→ **Task instructions**: Count the lines in the entries that contain the string "contains". State nothing but the number.

== Source records ==

//! Content loader - reads a directory of data files into a [`ContentIndex`]

use serde_json::Value;
use std::collections::BTreeMap;
use std::fs;
use std::io;
use std::num::NonZeroUsize;
use std::path::{Path, PathBuf};
use std::sync::atomic::{AtomicBool, AtomicUsize, Ordering};
use std::thread;
use walkdir::WalkDir;

use super::{relaxed, ContentError, ContentIndex};

/// Worker count used when the host parallelism cannot be detected
const DEFAULT_WORKERS: usize = 4;

/// Data-file suffix used when none is configured
pub const DEFAULT_EXTENSION: &str = "json";

/// Loads every data file in one directory, in parallel
#[derive(Debug, Clone)]
pub struct ContentLoader {
    dir: PathBuf,
    extensions: Vec<String>,
    workers: usize,
}

impl ContentLoader {
    /// Create a loader for `dir` that picks up `*.json` files
    pub fn new<P: AsRef<Path>>(dir: P) -> Self {
        Self {
            dir: dir.as_ref().to_path_buf(),
            extensions: vec![DEFAULT_EXTENSION.to_string()],
            workers: default_workers(),
        }
    }

    /// Replace the set of eligible file suffixes (without the leading dot)
    pub fn with_extensions<I, S>(mut self, extensions: I) -> Self
    where
        I: IntoIterator<Item = S>,
        S: Into<String>,
    {
        self.extensions = extensions
            .into_iter()
            .map(|e| e.into().trim_start_matches('.').to_string())
            .filter(|e| !e.is_empty())
            .collect();
        self
    }

    /// Cap the worker pool at `workers` threads (at least one)
    pub fn with_workers(mut self, workers: usize) -> Self {
        self.workers = workers.max(1);
        self
    }

    /// Read and parse every eligible file
    ///
    /// Blocks until all files are loaded or one of them fails. A single
    /// failure fails the whole load and no partial index is returned.
    pub fn load(&self) -> Result<ContentIndex, ContentError> {
        let files = self.eligible_files()?;
        if files.is_empty() {
            tracing::debug!("No data files in {:?}", self.dir);
            return Ok(ContentIndex::default());
        }

        let workers = self.workers.min(files.len());
        let next = AtomicUsize::new(0);
        let failed = AtomicBool::new(false);

        let (shared_files, next, failed) = (&files, &next, &failed);
        let results: Vec<Result<Vec<(String, Value)>, ContentError>> = thread::scope(|scope| {
            let handles: Vec<_> = (0..workers)
                .map(|_| scope.spawn(move || run_worker(shared_files, next, failed)))
                .collect();

            handles
                .into_iter()
                .map(|handle| match handle.join() {
                    Ok(result) => result,
                    Err(panic) => std::panic::resume_unwind(panic),
                })
                .collect()
        });

        // Each worker owns its batch; merging happens here once all have finished.
        // Two files with the same stem race and the later merge wins.
        let mut groups = BTreeMap::new();
        for batch in results {
            for (name, value) in batch? {
                if groups.insert(name.clone(), value).is_some() {
                    tracing::warn!("Content group {:?} defined by more than one file", name);
                }
            }
        }

        tracing::info!(
            "Loaded {} content group(s) from {:?} with {} worker(s)",
            groups.len(),
            self.dir,
            workers
        );

        Ok(ContentIndex::from_groups(groups))
    }

    /// List the data files directly inside the directory
    fn eligible_files(&self) -> Result<Vec<PathBuf>, ContentError> {
        let metadata =
            fs::metadata(&self.dir).map_err(|e| ContentError::unavailable(&self.dir, e))?;
        if !metadata.is_dir() {
            return Err(ContentError::unavailable(
                &self.dir,
                io::Error::new(io::ErrorKind::Other, "not a directory"),
            ));
        }

        let mut files = Vec::new();
        for entry in WalkDir::new(&self.dir).min_depth(1).max_depth(1) {
            let entry = entry.map_err(|e| {
                let path = e.path().unwrap_or(self.dir.as_path()).to_path_buf();
                ContentError::unavailable(path, e.into())
            })?;

            // Only entries with a data suffix are resolved; everything else is never touched.
            let path = entry.path();
            if !self.is_data_file(path) {
                continue;
            }

            let file_type = entry.file_type();
            if file_type.is_symlink() {
                let target = fs::metadata(path).map_err(|e| ContentError::unavailable(path, e))?;
                if !target.is_file() {
                    continue;
                }
            } else if !file_type.is_file() {
                continue;
            }

            files.push(path.to_path_buf());
        }

        files.sort();
        Ok(files)
    }

    /// Suffix match on the whole file name, so `.json` itself counts as a data file
    fn is_data_file(&self, path: &Path) -> bool {
        path.file_name()
            .and_then(|n| n.to_str())
            .map(|name| {
                self.extensions
                    .iter()
                    .any(|ext| name.len() > ext.len() && name.ends_with(&format!(".{}", ext)))
            })
            .unwrap_or(false)
    }
}

/// Pull files off the shared cursor until the list is drained or a sibling fails
fn run_worker(
    files: &[PathBuf],
    next: &AtomicUsize,
    failed: &AtomicBool,
) -> Result<Vec<(String, Value)>, ContentError> {
    let mut loaded = Vec::new();

    while !failed.load(Ordering::Relaxed) {
        let i = next.fetch_add(1, Ordering::Relaxed);
        let Some(path) = files.get(i) else {
            break;
        };

        match load_file(path) {
            Ok(pair) => loaded.push(pair),
            Err(e) => {
                failed.store(true, Ordering::Relaxed);
                return Err(e);
            }
        }
    }

    Ok(loaded)
}

/// Read one data file and return its group name with the parsed document
fn load_file(path: &Path) -> Result<(String, Value), ContentError> {
    let file_name = path
        .file_name()
        .map(|n| n.to_string_lossy().to_string())
        .unwrap_or_default();
    let name = path
        .file_stem()
        .map(|s| s.to_string_lossy().to_string())
        .unwrap_or_default();

    let bytes = fs::read(path).map_err(|e| ContentError::unavailable(path, e))?;
    let text = String::from_utf8(bytes).map_err(|e| ContentError::malformed(&file_name, e))?;
    let value = relaxed::parse(&text).map_err(|e| ContentError::malformed(&file_name, e))?;

    tracing::debug!("Parsed {} as group {:?}", file_name, name);
    Ok((name, value))
}

fn default_workers() -> usize {
    thread::available_parallelism()
        .map(NonZeroUsize::get)
        .unwrap_or(DEFAULT_WORKERS)
}
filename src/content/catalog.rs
//! Typed view over the blog and project groups

use serde::de::DeserializeOwned;
use serde::{Deserialize, Serialize};
use serde_json::{Map, Value};
use thiserror::Error;

use super::{index::kind_of, ContentIndex};
use crate::config::SiteConfig;

/// A blog post entry
#[derive(Debug, Clone, Default, PartialEq, Serialize, Deserialize)]
#[serde(default)]
pub struct BlogPost {
    pub id: Option<u64>,
    pub slug: String,
    pub title: String,
    pub excerpt: String,
    /// Publication date as written in the data file (`YYYY-MM-DD`)
    pub date: String,
    pub category: String,
    pub read_time: String,

    /// Any additional fields, passed through to templates
    #[serde(flatten)]
    pub extra: Map<String, Value>,
}

/// A portfolio project entry
#[derive(Debug, Clone, Default, PartialEq, Serialize, Deserialize)]
#[serde(default)]
pub struct Project {
    pub id: Option<u64>,
    pub slug: String,
    pub title: String,
    pub domain: String,
    pub description: String,
    pub tech: Vec<String>,
    pub metrics: String,

    #[serde(flatten)]
    pub extra: Map<String, Value>,
}

#[derive(Debug, Error)]
pub enum CatalogError {
    #[error("content group {group:?} has an unexpected shape: {reason}")]
    InvalidGroup { group: String, reason: String },
}

/// Blog posts, projects and the free-form portfolio document
#[derive(Debug, Clone, Default)]
pub struct Catalog {
    portfolio: Option<Value>,
    posts: Vec<BlogPost>,
    projects: Vec<Project>,
}

impl Catalog {
    /// Build the catalog from the groups named in the site config
    ///
    /// A group that is absent from the index yields an empty list. A group
    /// that is present but has the wrong shape is an error.
    pub fn from_index(index: &ContentIndex, config: &SiteConfig) -> Result<Self, CatalogError> {
        Ok(Self {
            portfolio: index.get(&config.portfolio_group).cloned(),
            posts: entries(index, &config.blog_group, "posts")?,
            projects: entries(index, &config.project_group, "projects")?,
        })
    }

    pub fn portfolio(&self) -> Option<&Value> {
        self.portfolio.as_ref()
    }

    pub fn posts(&self) -> &[BlogPost] {
        &self.posts
    }

    pub fn projects(&self) -> &[Project] {
        &self.projects
    }

    /// Find a blog post by slug
    pub fn post(&self, slug: &str) -> Option<&BlogPost> {
        self.posts.iter().find(|p| p.slug == slug)
    }

    /// Find a project by slug
    pub fn project(&self, slug: &str) -> Option<&Project> {
        self.projects.iter().find(|p| p.slug == slug)
    }
}

/// Pull a list out of a group that is either a bare array or an object
/// holding the array under `field` (or `items`)
fn entries<T: DeserializeOwned>(
    index: &ContentIndex,
    group: &str,
    field: &str,
) -> Result<Vec<T>, CatalogError> {
    let Some(value) = index.get(group) else {
        return Ok(Vec::new());
    };

    let invalid = |reason: String| CatalogError::InvalidGroup {
        group: group.to_string(),
        reason,
    };

    let list = match value {
        Value::Array(_) => value,
        Value::Object(map) => map.get(field).or_else(|| map.get("items")).ok_or_else(|| {
            invalid(format!(
                "expected an array or an object with a \"{}\" list",
                field
            ))
        })?,
        other => {
            return Err(invalid(format!(
                "expected an array or an object, found {}",
                kind_of(other)
            )))
        }
    };

    Vec::<T>::deserialize(list).map_err(|e| invalid(e.to_string()))
}

#[cfg(test)]
mod tests {
    use super::*;
    use serde_json::json;
    use std::collections::BTreeMap;

    fn index(groups: Value) -> ContentIndex {
        let map: BTreeMap<String, Value> = serde_json::from_value(groups).unwrap();
        ContentIndex::from_groups(map)
    }

    #[test]
    fn test_bare_arrays() {
        let index = index(json!({
            "blogs": [{"slug": "one", "title": "One", "date": "2025-11-15"}],
            "projects": [{"slug": "p", "title": "P", "tech": ["Rust", "Redis"]}],
        }));

        let catalog = Catalog::from_index(&index, &SiteConfig::default()).unwrap();

        assert_eq!(catalog.posts().len(), 1);
        assert_eq!(catalog.post("one").unwrap().date, "2025-11-15");
        assert_eq!(catalog.project("p").unwrap().tech, vec!["Rust", "Redis"]);
        assert!(catalog.portfolio().is_none());
    }

    #[test]
    fn test_wrapped_lists_and_extra_fields() {
        let index = index(json!({
            "blogs": {"posts": [{"slug": "a", "hero": "/static/a.png"}]},
            "projects": {"items": [{"id": 3, "slug": "b"}]},
            "merge_data": {"name": "Jane"},
        }));

        let catalog = Catalog::from_index(&index, &SiteConfig::default()).unwrap();

        let post = catalog.post("a").unwrap();
        assert_eq!(post.extra.get("hero"), Some(&json!("/static/a.png")));
        assert_eq!(catalog.project("b").unwrap().id, Some(3));
        assert_eq!(catalog.portfolio(), Some(&json!({"name": "Jane"})));
    }

    #[test]
    fn test_missing_groups_are_empty() {
        let catalog = Catalog::from_index(&ContentIndex::default(), &SiteConfig::default()).unwrap();
        assert!(catalog.posts().is_empty());
        assert!(catalog.projects().is_empty());
        assert!(catalog.post("anything").is_none());
    }

    #[test]
    fn test_wrong_shape_is_error() {
        let index = index(json!({"blogs": "not a list"}));
        let err = Catalog::from_index(&index, &SiteConfig::default()).unwrap_err();
        assert!(err.to_string().contains("blogs"));
        assert!(err.to_string().contains("string"));
    }

    #[test]
    fn test_object_without_list_is_error() {
        let index = index(json!({"projects": {"count": 2}}));
        assert!(Catalog::from_index(&index, &SiteConfig::default()).is_err());
    }

    #[test]
    fn test_custom_group_names() {
        let index = index(json!({"writing": [{"slug": "w"}]}));
        let config = SiteConfig {
            blog_group: "writing".to_string(),
            ..Default::default()
        };

        let catalog = Catalog::from_index(&index, &config).unwrap();
        assert!(catalog.post("w").is_some());
    }
}
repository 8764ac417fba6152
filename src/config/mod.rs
//! Configuration module

mod site;

pub use site::SiteConfig;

===

→ **Final answer**: 2